An Efficient Luminol–H2O2 Electrochemiluminescence System with Porous Bimetallic Organic Gels as Signal Booster and Elaborate Heterosequence Aptamer as Recognition Component for Ultrasensitive Biosensing

Herein, an efficient luminol–H₂O₂ electrochemiluminescence (ECL) system with bimetallic organic gels as an ECL signal booster and an innovative heterosequence aptamer recognition as a target conversion strategy is used to construct a sensitive and specific ECL aptasensor for the detection of β₂-microglobulin (B2M), a key biomarker for end-stage renal disease (ESRD). Impressively, the porous Fe@Cu bimetallic organic gels (Fe@Cu MOGs) act as coreaction accelerators and confinement-enhanced reactors of the luminol–H₂O₂ ECL system, amplifying the ECL signal by 21-fold compared to the traditional luminol–H₂O₂ ECL system, which greatly enhanced the sensitivity of the biosensor. Compared to the homosequence aptamer approach with competitive binding of aptamers to a single site, the heterosequence aptamer approach with synergistic binding to multiple sites could greatly improve the specificity of aptasensor, which is validated by experiments and molecular docking simulations.
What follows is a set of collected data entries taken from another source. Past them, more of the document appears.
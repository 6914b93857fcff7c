//! Порядок отображения: по позиции или по срочности оплаты.

use crate::billing::{is_paid_for_month, is_payable, BillableServer};
use crate::models::NO_PAYMENT_DATE;
use crate::month::Month;
use chrono::{Datelike, NaiveDate};
use serde::{Deserialize, Serialize};
use std::fmt;
use std::str::FromStr;

/// Режим сортировки списка папок.
#[derive(Debug, Clone, Copy, PartialEq, Eq, Default, Serialize, Deserialize)]
#[serde(rename_all = "snake_case")]
pub enum SortBy {
    #[default]
    Position,
    PaymentUrgency,
}

impl SortBy {
    pub fn as_str(&self) -> &'static str {
        match self {
            SortBy::Position => "position",
            SortBy::PaymentUrgency => "payment_urgency",
        }
    }
}

impl fmt::Display for SortBy {
    fn fmt(&self, f: &mut fmt::Formatter<'_>) -> fmt::Result {
        f.write_str(self.as_str())
    }
}

impl FromStr for SortBy {
    type Err = String;

    fn from_str(s: &str) -> Result<Self, Self::Err> {
        match s {
            "position" => Ok(SortBy::Position),
            "payment_urgency" => Ok(SortBy::PaymentUrgency),
            other => Err(format!(
                "Неизвестный режим сортировки: {other}. Допустимые: position, payment_urgency"
            )),
        }
    }
}

/// Срочность оплаты. `Due(0)` означает срок сегодня; всё, что не ждёт оплаты,
/// сортируется после любых `Due`.
#[derive(Debug, Clone, Copy, PartialEq, Eq, PartialOrd, Ord)]
pub enum Urgency {
    Due(u32),
    NotDue,
}

/// День оплаты из строки `payment_date`: "-" означает «не задан».
pub fn due_day(payment_date: &str) -> Option<u32> {
    let trimmed = payment_date.trim();
    if trimmed.is_empty() || trimmed == NO_PAYMENT_DATE {
        return None;
    }
    trimmed
        .parse::<u32>()
        .ok()
        .filter(|d| (1..=31).contains(d))
}

/// Дней до ближайшей даты оплаты. День, которого нет в коротком месяце,
/// переносится на последний день этого месяца.
pub fn days_until_due(day: u32, today: NaiveDate) -> u32 {
    let this_month = Month::from_date(today);
    let due_this_month = day.min(this_month.days());
    if due_this_month >= today.day() {
        return due_this_month - today.day();
    }

    let next = this_month.next();
    let due_next = day.min(next.days());
    let remaining_this_month = this_month.days() - today.day();
    remaining_this_month + due_next
}

/// Срочность оплаты сервера на дату `today`.
pub fn urgency<S: BillableServer + ?Sized>(server: &S, today: NaiveDate) -> Urgency {
    if !is_payable(server) || is_paid_for_month(server, Month::from_date(today)) {
        return Urgency::NotDue;
    }
    match due_day(server.payment_date()) {
        Some(day) => Urgency::Due(days_until_due(day, today)),
        None => Urgency::NotDue,
    }
}

/// Срочность папки равна срочности её самого срочного сервера.
pub fn folder_urgency<S: BillableServer>(servers: &[S], today: NaiveDate) -> Urgency {
    servers
        .iter()
        .map(|s| urgency(s, today))
        .min()
        .unwrap_or(Urgency::NotDue)
}

/// Устойчивая сортировка серверов по срочности.
pub fn sort_by_urgency<S: BillableServer>(servers: &mut [S], today: NaiveDate) {
    servers.sort_by_key(|s| urgency(s, today));
}

#[cfg(test)]
mod tests {
    use super::*;

    struct Srv {
        name: &'static str,
        price: f64,
        date: &'static str,
        paid: Option<String>,
    }

    impl BillableServer for Srv {
        fn price(&self) -> f64 {
            self.price
        }
        fn currency(&self) -> &str {
            "USD"
        }
        fn payment_date(&self) -> &str {
            self.date
        }
        fn last_paid_month(&self) -> Option<&str> {
            self.paid.as_deref()
        }
    }

    fn day(y: i32, m: u32, d: u32) -> NaiveDate {
        NaiveDate::from_ymd_opt(y, m, d).unwrap()
    }

    #[test]
    fn test_due_day_parsing() {
        assert_eq!(due_day("-"), None);
        assert_eq!(due_day(""), None);
        assert_eq!(due_day("15"), Some(15));
        assert_eq!(due_day("0"), None);
        assert_eq!(due_day("32"), None);
        assert_eq!(due_day("abc"), None);
    }

    #[test]
    fn test_days_until_due() {
        assert_eq!(days_until_due(15, day(2026, 1, 15)), 0);
        assert_eq!(days_until_due(20, day(2026, 1, 15)), 5);
        // 10-е уже прошло: до 10 февраля 16 + 10 дней
        assert_eq!(days_until_due(10, day(2026, 1, 15)), 26);
        // 31-е в феврале переносится на 28-е
        assert_eq!(days_until_due(31, day(2026, 2, 20)), 8);
        // 30-е после 31 января: 0 дней до конца + 28 февраля
        assert_eq!(days_until_due(30, day(2026, 1, 31)), 28);
    }

    #[test]
    fn test_sort_by_urgency() {
        let today = day(2026, 1, 15);
        let mut servers = vec![
            Srv { name: "free", price: 0.0, date: "16", paid: None },
            Srv { name: "later", price: 5.0, date: "10", paid: None },
            Srv { name: "no-date", price: 5.0, date: "-", paid: None },
            Srv { name: "soon", price: 5.0, date: "17", paid: None },
            Srv { name: "paid", price: 5.0, date: "15", paid: Some("2026-01".into()) },
            Srv { name: "today", price: 5.0, date: "15", paid: Some("2025-12".into()) },
        ];
        sort_by_urgency(&mut servers, today);
        let names: Vec<_> = servers.iter().map(|s| s.name).collect();
        assert_eq!(names, ["today", "soon", "later", "free", "no-date", "paid"]);
        assert_eq!(folder_urgency(&servers, today), Urgency::Due(0));
    }

    #[test]
    fn test_sort_mode_parsing() {
        assert_eq!("payment_urgency".parse::<SortBy>().unwrap(), SortBy::PaymentUrgency);
        assert_eq!(SortBy::default(), SortBy::Position);
        assert!("name".parse::<SortBy>().is_err());
    }
}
Therefore, the developed aptasensor exhibits a remarkable dynamic range of 10 fg/mL–1 μg/mL with an ultralow detection limit of 0.9 fg/mL, which is superior to previously reported works. Additionally, the aptasensor demonstrated consistent performance with conventional clinical immunoturbidimetric assays for high B2M concentration detection in 14 clinical samples, as well as exhibiting superior sensitivity for trace B2M levels that are undetectable by immunoturbidimetry. This strategy offers a sensitive and accurate platform for biomarker recognition, with promising applications in trace clinical biomarker detection, disease diagnosis, and therapeutic monitoring, as well as in advancing scientific research on early pathological changes and biomarker discovery.